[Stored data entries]

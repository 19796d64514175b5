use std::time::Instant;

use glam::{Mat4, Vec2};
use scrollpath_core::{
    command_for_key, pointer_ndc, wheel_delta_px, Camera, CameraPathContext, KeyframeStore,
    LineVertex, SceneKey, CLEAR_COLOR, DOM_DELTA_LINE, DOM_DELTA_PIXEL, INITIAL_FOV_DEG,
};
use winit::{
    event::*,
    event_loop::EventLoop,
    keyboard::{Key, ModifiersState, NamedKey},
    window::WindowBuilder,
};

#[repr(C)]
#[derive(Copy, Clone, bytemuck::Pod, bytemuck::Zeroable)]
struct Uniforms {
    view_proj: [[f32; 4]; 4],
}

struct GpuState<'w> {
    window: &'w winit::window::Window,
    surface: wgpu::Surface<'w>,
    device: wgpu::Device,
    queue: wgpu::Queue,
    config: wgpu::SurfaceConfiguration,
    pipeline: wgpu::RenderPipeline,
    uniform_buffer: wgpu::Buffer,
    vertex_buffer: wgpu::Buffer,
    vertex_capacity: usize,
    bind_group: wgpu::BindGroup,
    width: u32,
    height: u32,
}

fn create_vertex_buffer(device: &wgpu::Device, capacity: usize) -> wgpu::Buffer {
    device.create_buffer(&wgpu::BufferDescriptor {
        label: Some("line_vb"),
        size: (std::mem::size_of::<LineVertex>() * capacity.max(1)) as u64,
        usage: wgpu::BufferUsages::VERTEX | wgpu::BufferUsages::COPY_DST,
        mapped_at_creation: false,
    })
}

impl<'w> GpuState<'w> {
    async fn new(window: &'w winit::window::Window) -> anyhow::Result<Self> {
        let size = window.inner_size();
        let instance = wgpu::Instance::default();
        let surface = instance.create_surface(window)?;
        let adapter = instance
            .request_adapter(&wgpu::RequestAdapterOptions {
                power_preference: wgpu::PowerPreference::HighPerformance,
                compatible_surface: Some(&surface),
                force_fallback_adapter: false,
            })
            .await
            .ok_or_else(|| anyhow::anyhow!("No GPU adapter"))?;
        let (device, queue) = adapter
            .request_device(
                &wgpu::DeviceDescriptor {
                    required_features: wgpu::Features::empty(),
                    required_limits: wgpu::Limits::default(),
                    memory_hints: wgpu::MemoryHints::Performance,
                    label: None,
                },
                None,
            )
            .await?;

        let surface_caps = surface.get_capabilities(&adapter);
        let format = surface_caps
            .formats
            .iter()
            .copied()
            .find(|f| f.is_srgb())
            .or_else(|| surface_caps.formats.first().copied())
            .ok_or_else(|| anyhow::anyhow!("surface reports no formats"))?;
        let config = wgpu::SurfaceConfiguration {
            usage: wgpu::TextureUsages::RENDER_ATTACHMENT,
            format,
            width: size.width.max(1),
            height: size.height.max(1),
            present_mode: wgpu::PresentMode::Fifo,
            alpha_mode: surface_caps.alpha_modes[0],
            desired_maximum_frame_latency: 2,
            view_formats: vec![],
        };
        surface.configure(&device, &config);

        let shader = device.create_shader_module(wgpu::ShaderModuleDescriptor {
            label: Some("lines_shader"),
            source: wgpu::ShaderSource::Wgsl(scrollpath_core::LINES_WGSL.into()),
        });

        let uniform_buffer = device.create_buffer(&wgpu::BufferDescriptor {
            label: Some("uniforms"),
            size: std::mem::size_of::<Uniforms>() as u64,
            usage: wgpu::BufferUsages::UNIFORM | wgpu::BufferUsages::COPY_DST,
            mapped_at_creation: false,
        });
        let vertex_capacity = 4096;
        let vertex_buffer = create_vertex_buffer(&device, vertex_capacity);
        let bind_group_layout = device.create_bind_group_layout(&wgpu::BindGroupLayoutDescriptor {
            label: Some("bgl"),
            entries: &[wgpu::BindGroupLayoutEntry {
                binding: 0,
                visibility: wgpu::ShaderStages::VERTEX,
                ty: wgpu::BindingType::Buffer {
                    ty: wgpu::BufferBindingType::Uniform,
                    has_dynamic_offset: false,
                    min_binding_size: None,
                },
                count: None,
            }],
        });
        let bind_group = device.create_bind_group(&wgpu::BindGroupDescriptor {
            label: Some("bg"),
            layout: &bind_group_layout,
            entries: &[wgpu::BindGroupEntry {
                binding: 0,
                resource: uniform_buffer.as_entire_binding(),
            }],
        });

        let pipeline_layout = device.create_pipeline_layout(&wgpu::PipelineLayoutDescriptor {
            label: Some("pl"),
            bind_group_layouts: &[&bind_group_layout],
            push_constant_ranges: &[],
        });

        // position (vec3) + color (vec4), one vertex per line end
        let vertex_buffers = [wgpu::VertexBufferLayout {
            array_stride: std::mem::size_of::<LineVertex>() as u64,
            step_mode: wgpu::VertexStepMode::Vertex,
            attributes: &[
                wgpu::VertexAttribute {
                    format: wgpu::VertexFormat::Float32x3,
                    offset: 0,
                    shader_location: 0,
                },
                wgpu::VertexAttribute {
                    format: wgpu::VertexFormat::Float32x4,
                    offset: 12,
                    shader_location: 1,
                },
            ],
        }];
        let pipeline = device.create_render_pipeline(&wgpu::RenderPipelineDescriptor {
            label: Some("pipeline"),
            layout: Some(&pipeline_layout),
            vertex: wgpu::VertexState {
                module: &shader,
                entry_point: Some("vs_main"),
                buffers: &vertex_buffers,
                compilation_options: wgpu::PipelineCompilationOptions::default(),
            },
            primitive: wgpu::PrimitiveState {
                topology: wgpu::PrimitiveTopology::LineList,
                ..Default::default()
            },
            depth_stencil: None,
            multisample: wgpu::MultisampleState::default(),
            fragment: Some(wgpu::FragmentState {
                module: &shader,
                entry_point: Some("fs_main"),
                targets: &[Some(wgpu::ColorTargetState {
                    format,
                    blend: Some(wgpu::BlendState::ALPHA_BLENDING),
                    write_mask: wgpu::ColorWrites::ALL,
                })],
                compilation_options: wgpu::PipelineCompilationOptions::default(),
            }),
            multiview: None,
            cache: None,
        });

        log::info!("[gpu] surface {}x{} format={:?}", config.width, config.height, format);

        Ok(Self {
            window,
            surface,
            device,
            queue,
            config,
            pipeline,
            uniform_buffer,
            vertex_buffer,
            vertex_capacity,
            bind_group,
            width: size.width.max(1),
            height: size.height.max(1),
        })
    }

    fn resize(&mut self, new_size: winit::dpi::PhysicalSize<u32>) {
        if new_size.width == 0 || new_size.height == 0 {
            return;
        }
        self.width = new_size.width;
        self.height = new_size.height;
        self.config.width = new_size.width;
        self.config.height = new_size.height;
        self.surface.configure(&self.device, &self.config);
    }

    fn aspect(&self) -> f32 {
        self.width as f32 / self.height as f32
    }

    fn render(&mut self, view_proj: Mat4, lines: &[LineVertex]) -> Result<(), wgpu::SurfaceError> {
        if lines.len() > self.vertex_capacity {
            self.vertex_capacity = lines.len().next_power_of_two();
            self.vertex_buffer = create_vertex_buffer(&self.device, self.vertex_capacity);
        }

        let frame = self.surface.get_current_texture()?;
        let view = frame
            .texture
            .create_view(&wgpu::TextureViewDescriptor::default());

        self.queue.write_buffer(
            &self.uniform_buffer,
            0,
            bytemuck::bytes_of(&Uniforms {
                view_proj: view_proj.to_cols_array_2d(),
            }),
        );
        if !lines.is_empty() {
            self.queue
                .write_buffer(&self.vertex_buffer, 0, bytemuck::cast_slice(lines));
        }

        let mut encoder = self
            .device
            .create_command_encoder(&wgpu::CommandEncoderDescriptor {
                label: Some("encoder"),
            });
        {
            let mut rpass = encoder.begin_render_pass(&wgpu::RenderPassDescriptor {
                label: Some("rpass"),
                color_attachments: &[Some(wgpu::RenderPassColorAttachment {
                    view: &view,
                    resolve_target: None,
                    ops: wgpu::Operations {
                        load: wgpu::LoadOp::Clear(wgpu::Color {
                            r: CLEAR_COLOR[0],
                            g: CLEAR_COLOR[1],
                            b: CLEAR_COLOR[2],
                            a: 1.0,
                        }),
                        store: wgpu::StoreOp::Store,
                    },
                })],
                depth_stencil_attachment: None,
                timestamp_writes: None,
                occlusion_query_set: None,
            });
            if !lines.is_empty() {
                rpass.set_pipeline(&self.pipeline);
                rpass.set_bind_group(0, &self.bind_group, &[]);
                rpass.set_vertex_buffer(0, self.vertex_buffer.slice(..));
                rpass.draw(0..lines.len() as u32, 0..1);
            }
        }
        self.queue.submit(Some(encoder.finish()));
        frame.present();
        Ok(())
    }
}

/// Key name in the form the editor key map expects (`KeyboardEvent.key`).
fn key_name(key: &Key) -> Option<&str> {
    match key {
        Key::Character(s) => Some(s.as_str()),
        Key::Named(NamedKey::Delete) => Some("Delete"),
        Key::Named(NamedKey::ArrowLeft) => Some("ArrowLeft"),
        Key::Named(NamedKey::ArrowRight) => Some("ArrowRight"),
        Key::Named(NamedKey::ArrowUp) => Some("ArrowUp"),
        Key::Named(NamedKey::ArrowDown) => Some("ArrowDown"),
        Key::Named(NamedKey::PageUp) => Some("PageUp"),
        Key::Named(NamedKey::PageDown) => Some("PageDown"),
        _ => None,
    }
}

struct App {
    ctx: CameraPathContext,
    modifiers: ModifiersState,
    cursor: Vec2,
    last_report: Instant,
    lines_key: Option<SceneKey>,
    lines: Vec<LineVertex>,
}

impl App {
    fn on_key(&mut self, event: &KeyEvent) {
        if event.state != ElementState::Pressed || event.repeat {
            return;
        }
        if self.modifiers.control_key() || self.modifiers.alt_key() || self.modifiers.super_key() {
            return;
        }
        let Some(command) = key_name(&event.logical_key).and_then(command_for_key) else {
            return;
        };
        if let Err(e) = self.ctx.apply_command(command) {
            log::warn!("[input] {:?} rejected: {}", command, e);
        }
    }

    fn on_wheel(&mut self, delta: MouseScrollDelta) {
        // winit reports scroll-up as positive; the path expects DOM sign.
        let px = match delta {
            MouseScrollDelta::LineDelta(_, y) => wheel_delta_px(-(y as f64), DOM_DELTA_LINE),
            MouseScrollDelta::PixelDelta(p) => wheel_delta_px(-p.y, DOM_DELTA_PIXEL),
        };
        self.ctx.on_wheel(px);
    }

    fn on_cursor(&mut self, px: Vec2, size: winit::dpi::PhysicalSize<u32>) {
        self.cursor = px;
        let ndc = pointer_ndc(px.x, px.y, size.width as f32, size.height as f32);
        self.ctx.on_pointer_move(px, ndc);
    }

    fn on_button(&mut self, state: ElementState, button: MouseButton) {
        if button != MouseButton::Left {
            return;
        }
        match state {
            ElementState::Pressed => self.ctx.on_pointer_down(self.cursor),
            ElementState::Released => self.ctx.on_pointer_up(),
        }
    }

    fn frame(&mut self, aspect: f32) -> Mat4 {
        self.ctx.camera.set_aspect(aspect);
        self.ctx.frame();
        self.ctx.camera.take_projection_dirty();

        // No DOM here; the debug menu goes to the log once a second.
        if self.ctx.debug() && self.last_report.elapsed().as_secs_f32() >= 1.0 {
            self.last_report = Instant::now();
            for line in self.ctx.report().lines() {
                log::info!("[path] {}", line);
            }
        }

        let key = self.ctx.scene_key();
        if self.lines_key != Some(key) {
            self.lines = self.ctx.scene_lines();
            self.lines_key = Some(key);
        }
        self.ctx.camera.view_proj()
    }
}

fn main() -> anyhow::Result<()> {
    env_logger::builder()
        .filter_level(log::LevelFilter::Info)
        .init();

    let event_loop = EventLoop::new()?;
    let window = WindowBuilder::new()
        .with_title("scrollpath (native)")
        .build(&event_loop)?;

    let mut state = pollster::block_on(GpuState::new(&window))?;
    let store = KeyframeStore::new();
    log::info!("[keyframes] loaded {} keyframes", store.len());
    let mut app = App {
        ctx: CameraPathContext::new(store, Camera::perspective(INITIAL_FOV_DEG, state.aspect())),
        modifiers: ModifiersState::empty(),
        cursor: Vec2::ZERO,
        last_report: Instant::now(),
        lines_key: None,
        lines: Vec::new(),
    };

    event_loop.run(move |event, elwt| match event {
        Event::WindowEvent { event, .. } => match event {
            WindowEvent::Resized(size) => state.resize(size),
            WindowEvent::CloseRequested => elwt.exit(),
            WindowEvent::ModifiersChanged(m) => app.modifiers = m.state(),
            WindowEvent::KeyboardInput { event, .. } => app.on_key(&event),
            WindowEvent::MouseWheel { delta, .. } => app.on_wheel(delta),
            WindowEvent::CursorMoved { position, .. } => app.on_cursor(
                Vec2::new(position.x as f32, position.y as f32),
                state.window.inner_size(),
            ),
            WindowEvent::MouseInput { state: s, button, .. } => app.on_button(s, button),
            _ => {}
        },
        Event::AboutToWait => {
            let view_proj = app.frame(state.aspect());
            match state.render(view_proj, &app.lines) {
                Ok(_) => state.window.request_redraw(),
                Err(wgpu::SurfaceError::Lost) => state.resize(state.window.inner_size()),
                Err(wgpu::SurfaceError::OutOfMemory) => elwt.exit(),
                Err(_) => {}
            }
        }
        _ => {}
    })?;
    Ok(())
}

(Exercise requirements)
Counting only those lines of the data above where the word "Pressed" appears, give the number and nothing more.

(Output for this task)
2